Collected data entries
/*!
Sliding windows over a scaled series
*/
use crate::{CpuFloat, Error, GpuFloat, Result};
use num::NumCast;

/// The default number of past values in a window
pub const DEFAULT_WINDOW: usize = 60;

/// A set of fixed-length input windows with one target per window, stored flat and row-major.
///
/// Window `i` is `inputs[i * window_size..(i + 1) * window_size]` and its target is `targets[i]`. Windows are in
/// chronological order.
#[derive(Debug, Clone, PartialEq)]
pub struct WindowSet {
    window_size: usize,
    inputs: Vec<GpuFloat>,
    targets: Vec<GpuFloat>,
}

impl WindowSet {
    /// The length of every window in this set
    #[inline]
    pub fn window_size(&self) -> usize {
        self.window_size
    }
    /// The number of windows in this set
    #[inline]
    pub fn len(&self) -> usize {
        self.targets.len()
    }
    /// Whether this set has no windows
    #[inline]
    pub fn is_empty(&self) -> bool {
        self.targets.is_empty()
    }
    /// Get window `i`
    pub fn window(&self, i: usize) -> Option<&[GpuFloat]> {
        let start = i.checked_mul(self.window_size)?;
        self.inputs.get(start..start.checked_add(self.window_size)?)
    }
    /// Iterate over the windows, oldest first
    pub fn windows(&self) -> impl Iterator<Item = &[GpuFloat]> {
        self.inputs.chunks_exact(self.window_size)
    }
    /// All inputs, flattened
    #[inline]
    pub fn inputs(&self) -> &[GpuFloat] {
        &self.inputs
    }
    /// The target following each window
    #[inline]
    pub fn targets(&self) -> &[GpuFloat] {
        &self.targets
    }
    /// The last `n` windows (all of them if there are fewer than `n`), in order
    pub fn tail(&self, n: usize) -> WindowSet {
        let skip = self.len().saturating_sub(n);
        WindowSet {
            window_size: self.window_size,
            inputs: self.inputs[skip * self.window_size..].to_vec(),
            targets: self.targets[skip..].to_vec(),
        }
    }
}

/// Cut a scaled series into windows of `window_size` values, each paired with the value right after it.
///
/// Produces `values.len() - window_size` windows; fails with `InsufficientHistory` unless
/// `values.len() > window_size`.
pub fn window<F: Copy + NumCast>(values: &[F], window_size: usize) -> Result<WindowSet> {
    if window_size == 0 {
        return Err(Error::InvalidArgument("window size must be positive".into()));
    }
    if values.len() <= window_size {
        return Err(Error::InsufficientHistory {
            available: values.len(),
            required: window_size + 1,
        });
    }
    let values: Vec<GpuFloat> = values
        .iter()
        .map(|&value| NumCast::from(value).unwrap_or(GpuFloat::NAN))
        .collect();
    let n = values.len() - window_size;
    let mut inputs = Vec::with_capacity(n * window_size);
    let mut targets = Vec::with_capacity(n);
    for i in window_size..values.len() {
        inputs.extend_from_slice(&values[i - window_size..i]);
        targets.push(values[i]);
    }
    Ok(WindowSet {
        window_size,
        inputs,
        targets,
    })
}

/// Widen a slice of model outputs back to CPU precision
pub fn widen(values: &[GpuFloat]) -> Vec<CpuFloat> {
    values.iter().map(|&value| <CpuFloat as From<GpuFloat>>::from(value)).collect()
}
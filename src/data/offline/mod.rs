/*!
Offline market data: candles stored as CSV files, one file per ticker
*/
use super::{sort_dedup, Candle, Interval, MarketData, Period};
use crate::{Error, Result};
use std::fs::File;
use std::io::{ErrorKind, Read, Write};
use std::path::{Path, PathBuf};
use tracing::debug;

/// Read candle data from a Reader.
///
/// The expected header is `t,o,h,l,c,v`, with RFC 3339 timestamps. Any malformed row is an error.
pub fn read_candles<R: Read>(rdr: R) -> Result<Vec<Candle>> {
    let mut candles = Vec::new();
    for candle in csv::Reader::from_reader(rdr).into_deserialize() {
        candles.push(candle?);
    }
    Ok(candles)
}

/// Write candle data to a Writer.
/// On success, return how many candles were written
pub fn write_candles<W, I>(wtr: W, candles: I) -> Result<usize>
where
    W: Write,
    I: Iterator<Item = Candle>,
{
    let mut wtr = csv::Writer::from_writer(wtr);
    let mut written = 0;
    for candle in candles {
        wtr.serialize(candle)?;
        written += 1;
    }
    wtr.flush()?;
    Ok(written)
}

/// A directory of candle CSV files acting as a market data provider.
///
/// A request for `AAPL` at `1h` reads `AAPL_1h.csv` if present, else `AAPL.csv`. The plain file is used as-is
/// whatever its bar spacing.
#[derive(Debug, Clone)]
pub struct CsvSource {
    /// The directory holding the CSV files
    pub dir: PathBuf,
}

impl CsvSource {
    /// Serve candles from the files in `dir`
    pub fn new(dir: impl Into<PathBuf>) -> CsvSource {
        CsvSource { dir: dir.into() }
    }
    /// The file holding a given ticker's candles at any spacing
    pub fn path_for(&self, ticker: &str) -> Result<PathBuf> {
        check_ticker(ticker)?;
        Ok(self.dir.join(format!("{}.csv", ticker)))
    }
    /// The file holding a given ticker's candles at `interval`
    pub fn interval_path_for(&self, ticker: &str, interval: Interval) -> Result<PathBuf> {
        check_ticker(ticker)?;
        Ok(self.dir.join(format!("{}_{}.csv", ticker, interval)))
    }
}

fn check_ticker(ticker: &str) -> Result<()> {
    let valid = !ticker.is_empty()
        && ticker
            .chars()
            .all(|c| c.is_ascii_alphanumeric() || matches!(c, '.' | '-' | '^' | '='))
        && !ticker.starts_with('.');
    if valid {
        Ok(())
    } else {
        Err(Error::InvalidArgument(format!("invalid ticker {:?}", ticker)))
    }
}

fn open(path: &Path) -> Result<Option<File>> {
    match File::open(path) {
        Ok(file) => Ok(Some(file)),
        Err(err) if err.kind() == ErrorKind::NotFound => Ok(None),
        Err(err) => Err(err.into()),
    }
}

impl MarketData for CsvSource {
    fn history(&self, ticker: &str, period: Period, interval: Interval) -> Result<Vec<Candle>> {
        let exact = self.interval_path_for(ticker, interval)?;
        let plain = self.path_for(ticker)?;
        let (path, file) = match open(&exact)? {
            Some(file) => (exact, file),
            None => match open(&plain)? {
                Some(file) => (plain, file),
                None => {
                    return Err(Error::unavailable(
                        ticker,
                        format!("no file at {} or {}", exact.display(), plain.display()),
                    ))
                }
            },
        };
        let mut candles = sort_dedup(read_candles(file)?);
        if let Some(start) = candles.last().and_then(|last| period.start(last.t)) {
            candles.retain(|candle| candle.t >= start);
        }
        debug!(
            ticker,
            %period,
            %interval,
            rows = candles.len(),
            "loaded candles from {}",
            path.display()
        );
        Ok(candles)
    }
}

...

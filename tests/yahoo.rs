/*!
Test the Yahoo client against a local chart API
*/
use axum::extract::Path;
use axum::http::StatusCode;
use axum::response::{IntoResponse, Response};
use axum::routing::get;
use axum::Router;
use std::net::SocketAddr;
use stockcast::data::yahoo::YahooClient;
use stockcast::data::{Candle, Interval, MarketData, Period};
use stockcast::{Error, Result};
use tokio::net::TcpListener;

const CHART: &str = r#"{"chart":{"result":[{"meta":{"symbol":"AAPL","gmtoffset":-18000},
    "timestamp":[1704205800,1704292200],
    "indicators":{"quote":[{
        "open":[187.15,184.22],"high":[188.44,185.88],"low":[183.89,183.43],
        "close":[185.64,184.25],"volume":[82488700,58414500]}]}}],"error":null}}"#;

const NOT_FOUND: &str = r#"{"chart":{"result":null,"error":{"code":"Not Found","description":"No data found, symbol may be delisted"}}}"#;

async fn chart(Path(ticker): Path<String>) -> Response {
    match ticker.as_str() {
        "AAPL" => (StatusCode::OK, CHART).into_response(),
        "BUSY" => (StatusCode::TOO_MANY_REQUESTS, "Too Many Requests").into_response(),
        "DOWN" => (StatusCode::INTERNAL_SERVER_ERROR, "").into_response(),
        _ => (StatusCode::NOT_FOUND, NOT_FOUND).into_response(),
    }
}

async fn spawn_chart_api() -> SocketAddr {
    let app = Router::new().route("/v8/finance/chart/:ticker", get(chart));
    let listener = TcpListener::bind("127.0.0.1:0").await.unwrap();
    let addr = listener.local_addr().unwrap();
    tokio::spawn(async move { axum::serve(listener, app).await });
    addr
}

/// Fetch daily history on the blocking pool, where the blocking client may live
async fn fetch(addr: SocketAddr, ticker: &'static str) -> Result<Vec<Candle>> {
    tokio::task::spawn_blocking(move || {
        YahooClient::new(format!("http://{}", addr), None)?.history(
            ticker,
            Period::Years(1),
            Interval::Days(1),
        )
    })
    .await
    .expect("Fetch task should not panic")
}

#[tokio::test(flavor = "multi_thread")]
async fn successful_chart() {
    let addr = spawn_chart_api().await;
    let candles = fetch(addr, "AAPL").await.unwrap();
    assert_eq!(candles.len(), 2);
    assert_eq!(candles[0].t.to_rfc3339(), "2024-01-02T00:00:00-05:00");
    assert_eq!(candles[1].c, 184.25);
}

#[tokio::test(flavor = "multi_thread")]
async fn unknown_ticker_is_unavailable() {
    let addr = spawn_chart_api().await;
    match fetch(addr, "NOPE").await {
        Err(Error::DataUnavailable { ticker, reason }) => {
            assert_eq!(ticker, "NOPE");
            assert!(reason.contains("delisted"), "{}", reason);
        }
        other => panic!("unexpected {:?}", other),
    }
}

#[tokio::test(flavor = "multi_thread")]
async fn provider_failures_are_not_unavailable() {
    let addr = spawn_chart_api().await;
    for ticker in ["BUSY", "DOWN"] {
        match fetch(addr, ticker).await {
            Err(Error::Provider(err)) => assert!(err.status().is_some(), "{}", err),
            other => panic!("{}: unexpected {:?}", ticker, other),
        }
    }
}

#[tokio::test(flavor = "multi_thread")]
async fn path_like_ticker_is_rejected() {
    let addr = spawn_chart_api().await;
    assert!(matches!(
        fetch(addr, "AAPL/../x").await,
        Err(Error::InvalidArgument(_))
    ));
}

- **Assigned task**:
Whenever a line of the data includes the word "InsufficientHistory", show that line in full.

- **Reply**:
/// Produces `values.len() - window_size` windows; fails with `InsufficientHistory` unless
        return Err(Error::InsufficientHistory {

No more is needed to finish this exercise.